A new analysis from Times Higher Education's data team projects that the country will leapfrog both the U.S. and Brazil by 2035 to become the world's third-largest university system by student population, after China and India, a shift that signals a major realignment in global higher-education demand.
The scale of the shift is striking. Indonesia is expected to add 4.3 million more university students over the next decade, bringing its total to around 13 million, an expansion driven by both rising participation rates and the momentum of a young, growing population. Enrollment is climbing at every level, from bachelor's degrees to master's and doctoral programs, signaling a nationwide push toward upskilling in an increasingly competitive economy.
The U.S., in contrast, is facing structural headwinds. Lucia Costantini, a lead data scientist at dataHE, said America's enrollment patterns are increasingly shaped by demographic limits: more young people are choosing to go to university, but the size of that age group is shrinking; older learners are enrolling at lower rates; and population growth is not strong enough to support a rebound, Times Higher Education reported. Postgraduate enrollment is affected by the same forces, meaning the U.S. system is losing share globally even as its institutions remain influential, she added.
Across Asia, however, demand is rising at a historic pace. South Asia is projected to reach 66 million university students by 2035, while East Asia is expected to hit 53 million.
India and China will continue to dominate globally, with projected totals of 53 million and 47 million students respectively.
Southeast and West Asia are also on track for major expansions as urbanization accelerates and economies shift toward higher-skill sectors.
Not all regions will grow. Russia is expected to see the sharpest decline among the world's 20 largest systems, while most of Eastern Europe, including Albania, Belarus and Lithuania, is projected to experience steep enrollment drops tied to long-term population shrinkage.

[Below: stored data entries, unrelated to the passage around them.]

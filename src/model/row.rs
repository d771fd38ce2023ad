use super::task::NormalizedTask;

/// All working periods of one employee, stacked as one timeline row.
#[derive(Debug, Clone, PartialEq)]
pub struct EmployeeRow {
    pub employee_id: String,
    /// Taken from the first period of the group.
    pub employee_name: String,
    /// 0-based, in order of first appearance of the employee id.
    pub index: usize,
    pub periods: Vec<NormalizedTask>,
}

/// Employee rows plus the row-major period order geometry is addressed by.
#[derive(Debug, Clone, Default, PartialEq)]
pub struct Grouping {
    pub rows: Vec<EmployeeRow>,
}

impl Grouping {
    /// Every working period, row by row. Position in this iterator is the
    /// period's flattened index.
    pub fn periods(&self) -> impl Iterator<Item = &NormalizedTask> + '_ {
        self.rows.iter().flat_map(|row| row.periods.iter())
    }

    pub fn period_count(&self) -> usize {
        self.rows.iter().map(|row| row.periods.len()).sum()
    }

    pub fn is_empty(&self) -> bool {
        self.period_count() == 0
    }

    /// Period at a flattened index.
    pub fn period(&self, flat_index: usize) -> Option<&NormalizedTask> {
        self.periods().nth(flat_index)
    }

    /// Flattened index of the period with the given id.
    pub fn flat_index_of(&self, task_id: &str) -> Option<usize> {
        self.periods().position(|p| p.id == task_id)
    }

    /// Row that owns the period at a flattened index.
    pub fn row_of(&self, flat_index: usize) -> Option<&EmployeeRow> {
        let mut remaining = flat_index;
        for row in &self.rows {
            if remaining < row.periods.len() {
                return Some(row);
            }
            remaining -= row.periods.len();
        }
        None
    }
}
//! Derives the visible date range from the grouped periods.

use crate::calendar::{self, Unit};
use crate::model::timeline::RangePadding;
use crate::model::{DateRange, Grouping, ViewMode};

/// Bounds of all working periods, day-truncated and padded for `mode`.
/// `None` when there are no periods.
pub fn compute_range(grouping: &Grouping, mode: ViewMode) -> Option<DateRange> {
    let mut periods = grouping.periods();
    let first = periods.next()?;
    let (raw_start, raw_end) = periods.fold((first.start, first.end), |(start, end), p| {
        (start.min(p.start), end.max(p.end))
    });

    let start = calendar::start_of(raw_start, Unit::Day);
    let end = calendar::start_of(raw_end, Unit::Day);

    let (start, end) = match mode.descriptor().padding {
        RangePadding::Symmetric(amount, unit) => (
            calendar::add(start, -amount, unit),
            calendar::add(end, amount, unit),
        ),
        RangePadding::YearAligned => (
            calendar::start_of(start, Unit::Year),
            calendar::add(end, 1, Unit::Year),
        ),
    };

    Some(DateRange { start, end })
}
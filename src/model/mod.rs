pub mod row;
pub mod sheet;
pub mod task;
pub mod timeline;

pub use row::{EmployeeRow, Grouping};
pub use sheet::TaskSheet;
pub use task::{Dependencies, NormalizedTask, RawTask};
pub use timeline::{DateRange, ModeDescriptor, ScaleParams, Tick, ViewMode};
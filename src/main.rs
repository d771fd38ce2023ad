#![cfg_attr(not(debug_assertions), windows_subsystem = "windows")]

mod app;
mod ui;

use tracing::debug;
use tracing_subscriber::EnvFilter;

fn init_tracing() {
    let env_filter = EnvFilter::try_from_default_env().unwrap_or_else(|_| EnvFilter::new("warn"));
    let init_result = tracing_subscriber::fmt()
        .with_env_filter(env_filter)
        .with_target(true)
        .with_writer(std::io::stderr)
        .try_init();

    if let Err(err) = init_result {
        debug!(error = %err, "tracing subscriber already set, continuing");
    }
}

fn main() -> eframe::Result<()> {
    init_tracing();

    let settings = employee_gantt::config::settings_path();
    let gantt_options = employee_gantt::config::load_or_default(&settings);

    let options = eframe::NativeOptions {
        viewport: egui::ViewportBuilder::default()
            .with_inner_size([1280.0, 720.0])
            .with_min_inner_size([800.0, 400.0])
            .with_title("Employee Gantt"),
        ..Default::default()
    };

    eframe::run_native(
        "Employee Gantt",
        options,
        Box::new(|cc| Ok(Box::new(app::GanttApp::new(cc, gantt_options)))),
    )
}
use chrono::{NaiveDate, NaiveDateTime};
use employee_gantt::calendar::{self, CalendarFormatter, Unit};
use employee_gantt::engine::{Handle, SequentialIds};
use employee_gantt::model::Dependencies;
use employee_gantt::{compute_layout, GanttEngine, GanttEvent, GanttOptions, Layout, RawTask, ViewMode};

fn at(y: i32, m: u32, d: u32, h: u32) -> NaiveDateTime {
    NaiveDate::from_ymd_opt(y, m, d)
        .and_then(|d| d.and_hms_opt(h, 0, 0))
        .expect("valid date")
}

fn now() -> NaiveDateTime {
    at(2024, 1, 10, 9)
}

fn layout(tasks: &[RawTask], mode: ViewMode) -> Layout {
    compute_layout(
        tasks,
        mode,
        &GanttOptions::default(),
        now(),
        &mut SequentialIds::new(),
        &CalendarFormatter,
    )
}

fn period(name: &str, emp: &str, start: Option<&str>, end: Option<&str>) -> RawTask {
    RawTask::new(name, emp, format!("{emp} name")).with_dates(start, end)
}

fn rota() -> Vec<RawTask> {
    vec![
        period("Early", "E1", Some("2024-01-05"), Some("2024-01-07")),
        period("Late", "E2", Some("2024-01-06 14:00"), Some("2024-01-06 22:00")),
        period("Cover", "E1", Some("2024-01-12"), None),
        period("Audit", "E3", Some("2024-02-20"), Some("2024-03-02")),
    ]
}

#[test]
fn bare_end_date_runs_through_the_day() {
    let layout = layout(&[period("Early", "E1", Some("2024-01-05"), Some("2024-01-07"))], ViewMode::Day);
    let p = layout.grouping.period(0).expect("one period");
    assert_eq!(p.start, at(2024, 1, 5, 0));
    assert_eq!(p.end, at(2024, 1, 8, 0));
    assert!(!p.invalid);
}

#[test]
fn dateless_period_starts_today() {
    let layout = layout(&[period("Cover", "E1", None, None)], ViewMode::Day);
    let p = layout.grouping.period(0).expect("one period");
    assert_eq!(p.start, at(2024, 1, 10, 0));
    assert_eq!(p.end, at(2024, 1, 12, 0));
    assert!(p.invalid);
}

#[test]
fn one_employee_one_row() {
    let tasks = vec![
        period("A", "E1", Some("2024-01-05"), Some("2024-01-06")),
        period("B", "E1", Some("2024-01-08"), Some("2024-01-09")),
    ];
    let layout = layout(&tasks, ViewMode::Day);
    assert_eq!(layout.grouping.rows.len(), 1);
    assert_eq!(layout.grouping.rows[0].index, 0);
    assert_eq!(layout.grouping.rows[0].periods.len(), 2);
    let flat: Vec<_> = layout.bars.iter().map(|b| b.flat_index).collect();
    assert_eq!(flat, vec![0, 1]);
}

#[test]
fn month_mode_range_aligns_to_the_year() {
    let layout = layout(&[period("A", "E1", Some("2024-03-01"), Some("2024-03-10"))], ViewMode::Month);
    let range = layout.range.expect("range");
    assert_eq!(range.start, at(2024, 1, 1, 0));
    assert_eq!(range.end, at(2025, 3, 11, 0));
}

#[test]
fn small_day_mode_drag_snaps_back() {
    let engine = GanttEngine::new(GanttOptions::default());
    assert_eq!(engine.snap(10.0), 0.0);
}

#[test]
fn runaway_period_is_cut_to_two_days() {
    let layout = layout(&[period("A", "E1", Some("2024-01-01"), Some("2040-01-01"))], ViewMode::Day);
    let p = layout.grouping.period(0).expect("one period");
    assert_eq!(p.end, at(2024, 1, 3, 0));
    assert!(p.invalid);
}

#[test]
fn ticks_cover_the_range_in_every_mode() {
    for mode in ViewMode::ALL {
        let layout = layout(&rota(), mode);
        let range = layout.range.expect("range");
        assert!(range.start <= range.end, "{mode}");
        assert_eq!(layout.ticks.first().map(|t| t.date), Some(range.start), "{mode}");
        assert!(layout.ticks.windows(2).all(|w| w[0].date < w[1].date), "{mode}");
        assert!(layout.ticks.last().is_some_and(|t| t.date >= range.end), "{mode}");
        assert_eq!(layout.labels.len(), layout.ticks.len(), "{mode}");
        assert_eq!(layout.grid.width, layout.ticks.len() as f32 * mode.scale().column_width, "{mode}");
    }
}

#[test]
fn day_mode_has_one_tick_per_day_plus_the_boundary() {
    let layout = layout(&rota(), ViewMode::Day);
    let range = layout.range.expect("range");
    let days = calendar::diff(range.end, range.start, Unit::Day) as usize;
    assert_eq!(layout.ticks.len(), days + 1);
}

#[test]
fn rows_share_height_by_period_count() {
    let options = GanttOptions::default();
    let layout = layout(&rota(), ViewMode::Week);
    let total: f32 = layout.rows.iter().map(|r| r.height).sum();
    assert_eq!(total, layout.bars.len() as f32 * options.slot_height());
    assert_eq!(layout.row_lines().last(), Some(layout.rows[2].y_offset + layout.rows[2].height));
    assert_eq!(layout.name_labels.len(), 3);
}

#[test]
fn normalizing_twice_keeps_the_dates() {
    let first = layout(&rota(), ViewMode::Day);
    let raws: Vec<RawTask> = first.grouping.periods().map(|p| p.raw.clone()).collect();
    let second = layout(&raws, ViewMode::Day);

    let dates = |l: &Layout| l.grouping.periods().map(|p| (p.id.clone(), p.start, p.end)).collect::<Vec<_>>();
    assert_eq!(dates(&first), dates(&second));
}

#[test]
fn drag_round_trip_through_the_engine() {
    let mut tasks = rota();
    tasks[0] = tasks[0].clone().with_id("early");
    tasks[1] = tasks[1]
        .clone()
        .with_id("late")
        .with_dependencies(Dependencies::Csv("early".into()));

    let mut engine = GanttEngine::new(GanttOptions::default())
        .with_id_provider(SequentialIds::new())
        .with_clock(now);
    engine.refresh(tasks);
    assert_eq!(engine.drain_events(), vec![GanttEvent::ViewChange(ViewMode::Day)]);

    let early = engine.layout().grouping.flat_index_of("early").expect("early bar");
    let late = engine.layout().grouping.flat_index_of("late").expect("late bar");
    let audit = engine.layout().grouping.flat_index_of("Audit_1").expect("audit bar");
    let offset = |engine: &GanttEngine| engine.layout().bars[late].x - engine.layout().bars[audit].x;
    let before = offset(&engine);

    let mut gesture = engine.begin_interaction(early, Handle::Body, 200.0);
    engine.drag_interaction(&mut gesture, 200.0 + 2.0 * 38.0 + 5.0);
    assert_eq!(engine.finish_interaction(&mut gesture), 2);

    let moved = engine.layout().grouping.period(late).expect("late period");
    assert_eq!(moved.start, at(2024, 1, 8, 14));
    assert!((offset(&engine) - (before + 2.0 * 38.0)).abs() < 0.01);

    let changed: Vec<_> = engine
        .drain_events()
        .into_iter()
        .filter_map(|e| match e {
            GanttEvent::DateChange { task_id, .. } => Some(task_id),
            GanttEvent::ViewChange(_) => None,
        })
        .collect();
    assert_eq!(changed, vec!["early", "late"]);
}

#[test]
fn switching_mode_by_name() {
    let mut engine = GanttEngine::new(GanttOptions::default()).with_clock(now);
    engine.refresh(rota());
    assert!(engine.set_view_mode_by_name("Quarter Day"));
    assert_eq!(engine.layout().scale.hours_per_column, 6);
    assert!(!engine.set_view_mode_by_name("Decade"));
    assert_eq!(engine.mode(), ViewMode::QuarterDay);
}
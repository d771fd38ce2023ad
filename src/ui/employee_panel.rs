use crate::ui::theme;
use egui::{Color32, RichText, Ui};
use egui_phosphor::regular as icons;
use employee_gantt::Layout;

/// Actions that the employee panel can request.
pub enum EmployeePanelAction {
    None,
    /// Select the period at this flattened index.
    Select(usize),
}

/// Render the left-side list of employees and their working periods.
pub fn show_employee_panel(layout: &Layout, selected: Option<usize>, ui: &mut Ui) -> EmployeePanelAction {
    let mut action = EmployeePanelAction::None;

    ui.add_space(2.0);
    ui.horizontal(|ui| {
        ui.label(RichText::new("Employees").strong().size(15.0).color(theme::TEXT_PRIMARY));
        ui.add_space(4.0);
        ui.label(
            RichText::new(format!("({})", layout.grouping.rows.len()))
                .size(11.0)
                .color(theme::TEXT_DIM),
        );
    });
    ui.add_space(4.0);
    ui.separator();

    egui::ScrollArea::vertical()
        .auto_shrink([false, false])
        .show(ui, |ui| {
            let mut flat_index = 0;
            for row in &layout.grouping.rows {
                let color = theme::row_color(row.index);
                let header = RichText::new(format!("{}  {}", icons::USER, row.employee_name)).color(color);
                egui::CollapsingHeader::new(header)
                    .id_salt(("employee-row", &row.employee_id))
                    .default_open(true)
                    .show(ui, |ui| {
                        for period in &row.periods {
                            let index = flat_index;
                            flat_index += 1;
                            let is_selected = selected == Some(index);

                            let mut text = RichText::new(period.name()).size(12.0).color(if is_selected {
                                Color32::WHITE
                            } else {
                                theme::TEXT_PRIMARY
                            });
                            if period.invalid {
                                text = text.italics().color(theme::TEXT_DIM);
                            }
                            let response = ui
                                .selectable_label(is_selected, text)
                                .on_hover_text(format!(
                                    "{} → {}",
                                    period.start.format("%d/%m/%Y %H:%M"),
                                    period.end.format("%d/%m/%Y %H:%M"),
                                ));
                            if response.clicked() {
                                action = EmployeePanelAction::Select(index);
                            }
                        }
                    });
                // Collapsed rows still consume their indices.
                flat_index = flat_index.max(row_end(layout, row.index));
            }
        });

    if let Some(period) = selected.and_then(|i| layout.grouping.period(i)) {
        ui.separator();
        egui::Grid::new("period_details")
            .num_columns(2)
            .spacing([12.0, 4.0])
            .show(ui, |ui| {
                let mut row = |key: &str, value: String| {
                    ui.label(RichText::new(key).color(theme::TEXT_SECONDARY));
                    ui.label(value);
                    ui.end_row();
                };
                row("Id", period.id.clone());
                row("Start", period.start.format("%Y-%m-%d %H:%M").to_string());
                row("End", period.end.format("%Y-%m-%d %H:%M").to_string());
                row("Progress", format!("{:.0}%", period.progress_fraction() * 100.0));
                if !period.dependencies.is_empty() {
                    row("After", period.dependencies.join(", "));
                }
                if period.invalid {
                    row("Note", "dates repaired".to_string());
                }
            });
    }

    action
}

/// Flattened index one past the last period of row `row`.
fn row_end(layout: &Layout, row: usize) -> usize {
    layout.grouping.rows.iter().take(row + 1).map(|r| r.periods.len()).sum()
}
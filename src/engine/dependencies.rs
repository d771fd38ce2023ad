use std::collections::{HashMap, HashSet, VecDeque};

use crate::model::Grouping;

/// Reverse dependency index: for each task id, the tasks that depend on it.
#[derive(Debug, Clone, Default, PartialEq)]
pub struct DependencyMap {
    dependents: HashMap<String, Vec<String>>,
}

impl DependencyMap {
    pub fn build(grouping: &Grouping) -> Self {
        let mut dependents: HashMap<String, Vec<String>> = HashMap::new();
        for period in grouping.periods() {
            for dep in &period.dependencies {
                dependents.entry(dep.clone()).or_default().push(period.id.clone());
            }
        }
        Self { dependents }
    }

    /// Tasks that list `task_id` directly as a dependency.
    pub fn direct_dependents(&self, task_id: &str) -> &[String] {
        self.dependents.get(task_id).map(Vec::as_slice).unwrap_or(&[])
    }

    /// Every task that transitively depends on `task_id`, breadth-first,
    /// without repeats. `task_id` itself is excluded even inside a cycle.
    pub fn all_dependents(&self, task_id: &str) -> Vec<String> {
        let mut seen: HashSet<&str> = HashSet::from([task_id]);
        let mut queue: VecDeque<&str> = VecDeque::from([task_id]);
        let mut out = Vec::new();

        while let Some(current) = queue.pop_front() {
            for next in self.direct_dependents(current) {
                if seen.insert(next.as_str()) {
                    out.push(next.clone());
                    queue.push_back(next.as_str());
                }
            }
        }
        out
    }
}
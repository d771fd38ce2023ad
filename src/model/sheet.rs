use std::collections::HashSet;

use serde::{Deserialize, Serialize};

use super::task::RawTask;

/// A named list of raw task records, as loaded by the host.
#[derive(Debug, Clone, PartialEq, Serialize, Deserialize)]
pub struct TaskSheet {
    pub name: String,
    pub tasks: Vec<RawTask>,
}

impl Default for TaskSheet {
    fn default() -> Self {
        Self {
            name: "Untitled Schedule".to_string(),
            tasks: Vec::new(),
        }
    }
}

impl TaskSheet {
    pub fn new(name: impl Into<String>) -> Self {
        Self {
            name: name.into(),
            ..Default::default()
        }
    }

    /// Number of distinct employee ids on the sheet.
    pub fn employee_count(&self) -> usize {
        self.tasks
            .iter()
            .map(|t| t.employee_id.as_str())
            .collect::<HashSet<_>>()
            .len()
    }
}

Finances tell a different story. Even with fewer students, U.S. universities are expected to see significant increases in non-research income, from tuition, philanthropy and other streams, potentially rising by an additional $84 billion by 2035. That surpasses projected gains for China, Germany and the U.K.
Indonesia is forecast to generate nearly $6 billion in new revenue, placing it among the world’s fastest-growing systems by financial scale.